======== SOURCE RECORDS

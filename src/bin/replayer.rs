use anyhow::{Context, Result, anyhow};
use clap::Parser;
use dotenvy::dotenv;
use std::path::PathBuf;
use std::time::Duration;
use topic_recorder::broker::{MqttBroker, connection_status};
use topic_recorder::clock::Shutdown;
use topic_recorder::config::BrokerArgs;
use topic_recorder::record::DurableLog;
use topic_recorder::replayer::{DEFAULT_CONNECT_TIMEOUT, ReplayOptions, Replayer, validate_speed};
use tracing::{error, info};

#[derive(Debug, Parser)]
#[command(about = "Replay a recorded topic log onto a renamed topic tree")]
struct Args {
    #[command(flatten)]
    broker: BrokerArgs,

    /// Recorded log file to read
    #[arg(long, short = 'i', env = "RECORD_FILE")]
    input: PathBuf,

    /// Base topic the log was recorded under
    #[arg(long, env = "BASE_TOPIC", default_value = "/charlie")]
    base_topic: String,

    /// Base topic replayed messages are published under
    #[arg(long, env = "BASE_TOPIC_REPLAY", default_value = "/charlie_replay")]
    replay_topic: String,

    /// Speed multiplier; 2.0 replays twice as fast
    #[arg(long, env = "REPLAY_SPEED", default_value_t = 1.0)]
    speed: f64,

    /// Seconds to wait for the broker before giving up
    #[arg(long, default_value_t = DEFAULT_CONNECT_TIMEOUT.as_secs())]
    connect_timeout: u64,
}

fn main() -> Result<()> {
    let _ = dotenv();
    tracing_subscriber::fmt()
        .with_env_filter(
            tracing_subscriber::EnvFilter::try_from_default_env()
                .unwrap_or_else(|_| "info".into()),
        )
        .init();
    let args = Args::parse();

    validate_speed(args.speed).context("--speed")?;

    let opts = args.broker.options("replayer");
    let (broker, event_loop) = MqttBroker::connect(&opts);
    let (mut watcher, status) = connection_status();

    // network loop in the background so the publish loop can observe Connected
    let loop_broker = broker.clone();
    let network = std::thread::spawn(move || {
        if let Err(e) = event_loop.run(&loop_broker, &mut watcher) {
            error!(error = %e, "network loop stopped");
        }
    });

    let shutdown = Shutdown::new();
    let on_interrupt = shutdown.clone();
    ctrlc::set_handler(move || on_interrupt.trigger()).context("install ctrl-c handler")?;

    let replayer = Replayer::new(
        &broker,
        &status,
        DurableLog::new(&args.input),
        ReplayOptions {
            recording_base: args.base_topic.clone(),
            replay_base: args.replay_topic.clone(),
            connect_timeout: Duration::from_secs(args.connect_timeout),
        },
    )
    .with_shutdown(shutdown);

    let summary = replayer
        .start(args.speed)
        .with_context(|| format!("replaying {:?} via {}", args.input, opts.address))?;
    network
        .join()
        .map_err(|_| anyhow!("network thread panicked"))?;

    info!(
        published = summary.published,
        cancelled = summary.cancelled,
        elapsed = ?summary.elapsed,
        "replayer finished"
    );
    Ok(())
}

================
======== SOURCE RECORDS

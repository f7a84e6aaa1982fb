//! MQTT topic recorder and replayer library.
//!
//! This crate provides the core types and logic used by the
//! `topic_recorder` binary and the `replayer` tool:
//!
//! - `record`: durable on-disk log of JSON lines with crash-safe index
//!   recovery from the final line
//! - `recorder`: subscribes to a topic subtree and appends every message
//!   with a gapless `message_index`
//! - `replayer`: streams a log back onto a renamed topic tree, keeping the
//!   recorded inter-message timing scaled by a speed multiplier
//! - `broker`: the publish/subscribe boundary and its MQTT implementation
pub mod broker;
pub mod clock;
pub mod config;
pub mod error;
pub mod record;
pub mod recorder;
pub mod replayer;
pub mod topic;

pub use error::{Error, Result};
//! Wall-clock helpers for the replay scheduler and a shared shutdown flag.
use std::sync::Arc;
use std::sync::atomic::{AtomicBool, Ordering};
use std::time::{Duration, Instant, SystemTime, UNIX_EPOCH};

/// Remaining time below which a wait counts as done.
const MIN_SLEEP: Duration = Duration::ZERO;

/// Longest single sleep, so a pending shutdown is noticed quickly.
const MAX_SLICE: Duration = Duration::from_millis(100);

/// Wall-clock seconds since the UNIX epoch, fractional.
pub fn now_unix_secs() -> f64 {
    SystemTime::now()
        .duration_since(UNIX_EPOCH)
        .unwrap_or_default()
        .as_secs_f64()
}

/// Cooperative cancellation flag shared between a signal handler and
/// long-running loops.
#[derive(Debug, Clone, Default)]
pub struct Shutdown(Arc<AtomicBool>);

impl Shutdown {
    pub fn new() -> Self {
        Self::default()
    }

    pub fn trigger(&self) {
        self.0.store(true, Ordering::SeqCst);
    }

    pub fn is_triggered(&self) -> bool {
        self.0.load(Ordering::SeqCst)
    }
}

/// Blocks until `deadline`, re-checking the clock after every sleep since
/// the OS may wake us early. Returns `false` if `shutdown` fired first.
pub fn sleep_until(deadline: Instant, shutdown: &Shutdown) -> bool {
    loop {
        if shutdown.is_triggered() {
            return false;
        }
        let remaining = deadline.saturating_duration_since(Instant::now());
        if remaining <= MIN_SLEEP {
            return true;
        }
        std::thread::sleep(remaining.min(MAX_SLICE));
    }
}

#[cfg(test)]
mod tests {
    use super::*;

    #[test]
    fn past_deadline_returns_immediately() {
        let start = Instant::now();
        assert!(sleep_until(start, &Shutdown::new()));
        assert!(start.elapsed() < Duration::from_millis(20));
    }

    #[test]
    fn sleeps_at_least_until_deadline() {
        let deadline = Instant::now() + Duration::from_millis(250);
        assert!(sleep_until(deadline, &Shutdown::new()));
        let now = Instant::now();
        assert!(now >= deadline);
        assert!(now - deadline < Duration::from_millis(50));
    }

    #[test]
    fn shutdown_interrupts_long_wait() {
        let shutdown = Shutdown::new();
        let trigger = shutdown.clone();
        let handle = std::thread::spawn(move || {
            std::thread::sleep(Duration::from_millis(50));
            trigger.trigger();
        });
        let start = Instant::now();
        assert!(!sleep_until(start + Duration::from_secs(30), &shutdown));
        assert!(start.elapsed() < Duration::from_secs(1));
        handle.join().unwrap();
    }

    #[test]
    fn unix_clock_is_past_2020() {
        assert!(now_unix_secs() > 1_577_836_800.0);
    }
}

================
======== SOURCE RECORDS

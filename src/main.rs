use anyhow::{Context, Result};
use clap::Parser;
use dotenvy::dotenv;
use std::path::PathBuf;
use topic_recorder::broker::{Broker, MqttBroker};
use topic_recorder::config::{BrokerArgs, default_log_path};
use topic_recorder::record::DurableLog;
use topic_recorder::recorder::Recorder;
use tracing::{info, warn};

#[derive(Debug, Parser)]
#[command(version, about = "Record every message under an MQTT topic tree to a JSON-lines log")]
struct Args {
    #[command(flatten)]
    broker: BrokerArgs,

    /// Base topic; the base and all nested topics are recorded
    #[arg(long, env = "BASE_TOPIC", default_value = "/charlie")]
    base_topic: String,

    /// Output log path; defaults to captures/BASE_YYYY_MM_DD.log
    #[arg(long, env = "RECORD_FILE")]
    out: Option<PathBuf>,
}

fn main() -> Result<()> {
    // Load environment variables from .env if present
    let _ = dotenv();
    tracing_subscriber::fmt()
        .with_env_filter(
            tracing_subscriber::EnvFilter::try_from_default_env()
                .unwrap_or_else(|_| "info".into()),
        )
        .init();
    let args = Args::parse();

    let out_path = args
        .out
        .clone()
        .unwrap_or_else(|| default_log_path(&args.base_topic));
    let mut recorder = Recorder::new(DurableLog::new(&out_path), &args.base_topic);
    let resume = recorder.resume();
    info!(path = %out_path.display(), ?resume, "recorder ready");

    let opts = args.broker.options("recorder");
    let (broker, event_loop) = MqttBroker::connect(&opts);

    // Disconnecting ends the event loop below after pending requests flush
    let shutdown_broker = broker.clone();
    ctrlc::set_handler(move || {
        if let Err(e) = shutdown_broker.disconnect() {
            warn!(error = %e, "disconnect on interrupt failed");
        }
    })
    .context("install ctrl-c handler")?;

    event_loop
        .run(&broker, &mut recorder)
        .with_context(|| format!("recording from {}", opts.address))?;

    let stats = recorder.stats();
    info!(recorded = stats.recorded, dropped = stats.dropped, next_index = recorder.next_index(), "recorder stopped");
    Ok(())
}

================

### TASK REQUIREMENTS
Wherever a line in the data above holds "every", copy that line.

### SOLUTION TO THIS EXERCISE
//! - `recorder`: subscribes to a topic subtree and appends every message
/// Blocks until `deadline`, re-checking the clock after every sleep since
#[command(version, about = "Record every message under an MQTT topic tree to a JSON-lines log")]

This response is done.